En absorbant un tiers des émissions mondiales de CO2, les océans déclenchent une réaction chimique. Le pH de l’eau diminue, entraînant une perturbation majeure connue sous le nom « d’acidification des océans ». Ce phénomène est mortel pour les mollusques tels que les palourdes, car il réduit la disponibilité des molécules de calcium dont ces bivalves ont besoin pour fabriquer leurs coquilles.

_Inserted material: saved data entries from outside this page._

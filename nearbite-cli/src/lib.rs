//! Command-line interface for the nearbite catalog tools.
//!
//! Two subcommands: `add` drives the catalog editor (place lookup,
//! de-duplication, append), `list` runs a one-shot browsing session over
//! the catalog file with the same filters the core exposes.

#![forbid(unsafe_code)]

use camino::{Utf8Path, Utf8PathBuf};
use clap::{Parser, Subcommand};
use geo::Coord;
use thiserror::Error;

use nearbite_catalog::{
    AppendOutcome, CatalogFileError, GooglePlaces, JsonCatalog, PlaceLookup, PlaceLookupError,
};
use nearbite_core::{
    CatalogError, CatalogSource, DEFAULT_PICK_COUNT, DayTime, FilterConfig, NearbyRestaurant,
    PositionError, PriceTier, PriceTierError, Session,
};

const DEFAULT_CATALOG_PATH: &str = "services/data.json";

/// Run the CLI with the current process arguments and environment.
///
/// # Errors
/// Returns [`CliError`] for bad arguments, lookup failures or catalog file
/// problems.
pub async fn run() -> Result<(), CliError> {
    let cli = Cli::try_parse().map_err(CliError::ArgumentParsing)?;
    match cli.command {
        Command::Add(args) => run_add(args).await,
        Command::List(args) => run_list(&args),
    }
}

/// Errors surfaced to the terminal with a non-zero exit code.
#[derive(Debug, Error)]
pub enum CliError {
    /// Invalid command-line arguments.
    #[error(transparent)]
    ArgumentParsing(clap::Error),
    /// The place directory rejected or failed the lookup.
    #[error(transparent)]
    Lookup(#[from] PlaceLookupError),
    /// The catalog file could not be read or written.
    #[error(transparent)]
    CatalogFile(#[from] CatalogFileError),
    /// The catalog could not be loaded for a listing session.
    #[error(transparent)]
    Catalog(CatalogError),
    /// `--price` was outside the three known brackets.
    #[error(transparent)]
    InvalidPrice(#[from] PriceTierError),
    /// Only one half of a coordinate pair was supplied.
    #[error("--lat and --lon must be given together")]
    PartialPosition,
}

#[derive(Debug, Parser)]
#[command(
    name = "nearbite",
    about = "Browse and edit the nearbite restaurant catalog",
    version
)]
struct Cli {
    #[command(subcommand)]
    command: Command,
}

#[derive(Debug, Subcommand)]
enum Command {
    /// Look up a place and append it to the catalog file.
    Add(AddArgs),
    /// Filter the catalog the way the app does and print the matches.
    List(Box<ListArgs>),
}

/// Arguments for the `add` subcommand.
#[derive(Debug, Clone, Parser)]
struct AddArgs {
    /// Place name or Google Maps URL to resolve.
    query: String,
    /// Cuisine label to file the place under.
    #[arg(long)]
    cuisine: String,
    /// Google Maps API key.
    #[arg(long, env = "GOOGLE_MAPS_API_KEY", hide_env_values = true)]
    api_key: String,
    /// Catalog file to append to.
    #[arg(long, value_name = "path", default_value = DEFAULT_CATALOG_PATH)]
    catalog: Utf8PathBuf,
}

/// Arguments for the `list` subcommand.
#[derive(Debug, Clone, Parser)]
struct ListArgs {
    /// Catalog file to read.
    #[arg(long, value_name = "path", default_value = DEFAULT_CATALOG_PATH)]
    catalog: Utf8PathBuf,
    /// Free-text query over name and cuisine.
    #[arg(long)]
    query: Option<String>,
    /// Price bracket, 1 (budget) to 3 (upscale).
    #[arg(long)]
    price: Option<u8>,
    /// Minimum rating.
    #[arg(long)]
    min_rating: Option<f32>,
    /// Distance cap in kilometres; needs --lat/--lon.
    #[arg(long)]
    max_distance: Option<f64>,
    /// Keep only places open right now.
    #[arg(long)]
    open_now: bool,
    /// Latitude of the current position.
    #[arg(long)]
    lat: Option<f64>,
    /// Longitude of the current position.
    #[arg(long)]
    lon: Option<f64>,
    /// Print random picks instead of the full list; the count defaults
    /// to three when the flag carries no value.
    #[arg(long, value_name = "count")]
    pick: Option<Option<usize>>,
}

async fn run_add(args: AddArgs) -> Result<(), CliError> {
    let lookup = GooglePlaces::new(args.api_key);
    run_add_with(&lookup, &args.query, &args.cuisine, &args.catalog).await
}

async fn run_add_with(
    lookup: &impl PlaceLookup,
    query: &str,
    cuisine: &str,
    path: &Utf8Path,
) -> Result<(), CliError> {
    let details = lookup.lookup(query).await?;
    match JsonCatalog::new(path.to_path_buf()).append(&details, cuisine)? {
        AppendOutcome::Added(added) => {
            println!("Added \"{}\" ({}) as id {}", added.name, added.cuisine, added.id);
        }
        AppendOutcome::Duplicate { name } => {
            println!("\"{name}\" is already in the catalog; nothing added");
        }
    }
    Ok(())
}

fn run_list(args: &ListArgs) -> Result<(), CliError> {
    let now = DayTime::from_datetime(&chrono::Local::now());
    let mut session = Session::with_filters(filters_from(args)?);

    session.resolve_catalog(JsonCatalog::new(args.catalog.clone()).load(), now);
    if let Some(error) = session.catalog_error() {
        return Err(CliError::Catalog(error.clone()));
    }
    session.resolve_position(position_from(args)?, now);

    if let Some(count) = pick_count(args) {
        let picks = session.pick(&mut rand::thread_rng(), count);
        print_records(picks, args.lat.is_some());
        return Ok(());
    }

    if session.matches().is_empty() {
        println!("No restaurants matched.");
    } else {
        print_records(session.matches(), args.lat.is_some());
    }
    Ok(())
}

fn filters_from(args: &ListArgs) -> Result<FilterConfig, CliError> {
    let defaults = FilterConfig::default();
    Ok(FilterConfig {
        query: args.query.clone().unwrap_or_default(),
        price: args.price.map(PriceTier::try_from).transpose()?,
        min_rating: args.min_rating,
        max_distance_km: args.max_distance.unwrap_or(defaults.max_distance_km),
        open_now: args.open_now,
    })
}

fn pick_count(args: &ListArgs) -> Option<usize> {
    args.pick.map(|count| count.unwrap_or(DEFAULT_PICK_COUNT))
}

fn position_from(args: &ListArgs) -> Result<Result<Coord<f64>, PositionError>, CliError> {
    match (args.lat, args.lon) {
        (Some(y), Some(x)) => Ok(Ok(Coord { x, y })),
        (None, None) => Ok(Err(PositionError::Unavailable)),
        _ => Err(CliError::PartialPosition),
    }
}

fn print_records(records: &[NearbyRestaurant], with_distance: bool) {
    for record in records {
        let r = &record.restaurant;
        let price = "$".repeat(u8::from(r.price).into());
        if with_distance {
            println!(
                "{:>3}  {}  [{}]  {}  {:.1}★  {:.1} km",
                r.id, r.name, r.cuisine, price, r.rating, record.distance_km
            );
        } else {
            println!("{:>3}  {}  [{}]  {}  {:.1}★", r.id, r.name, r.cuisine, price, r.rating);
        }
    }
}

La fragilisation des coquilles de palourdes constitue un témoignage alarmant confirmé par les femmes collectrices de Zarat à Gabès. Khadija Nemri, l’une d’entre elles, partage son observation :

Au cours des dix dernières années, lorsque je parviens à collecter quelques spécimens de palourdes, je constate que leurs coquilles sont fines et se brisent facilement.

Khedija Nemri

Toxine en mer: ce que les palourdes nous apprennent sur l’état écologique de la zone

La manière dont les organismes aquatiques réagissent au changement climatique est devenue l’un des domaines de recherche les plus actifs. Les scientifiques s’efforcent de comprendre les répercussions de ce phénomène sur les ressources marines, dans un contexte où la sécurité alimentaire est en jeu. Une étude menée au Laboratoire de radio-écologie de l’Université d’Istanbul apporte de nouvelles avancées dans ce domaine en utilisant des techniques isotopiques pour analyser les conséquences du changement climatique, notamment l’acidification des océans, sur les ressources marines.

L’augmentation de l’acidité océanique a des effets significatifs sur les organismes marins, qui revêtent une importance socio-économique majeure. Grâce à l’utilisation de techniques nucléaires, les chercheurs ont découvert que certains organismes absorbent et accumulent davantage de radio-nucléides ou de métaux en réaction à l’acidification des océans. Ces éléments ralentissent le développement des organismes ou nécessitent une alimentation plus abondante pour leur survie.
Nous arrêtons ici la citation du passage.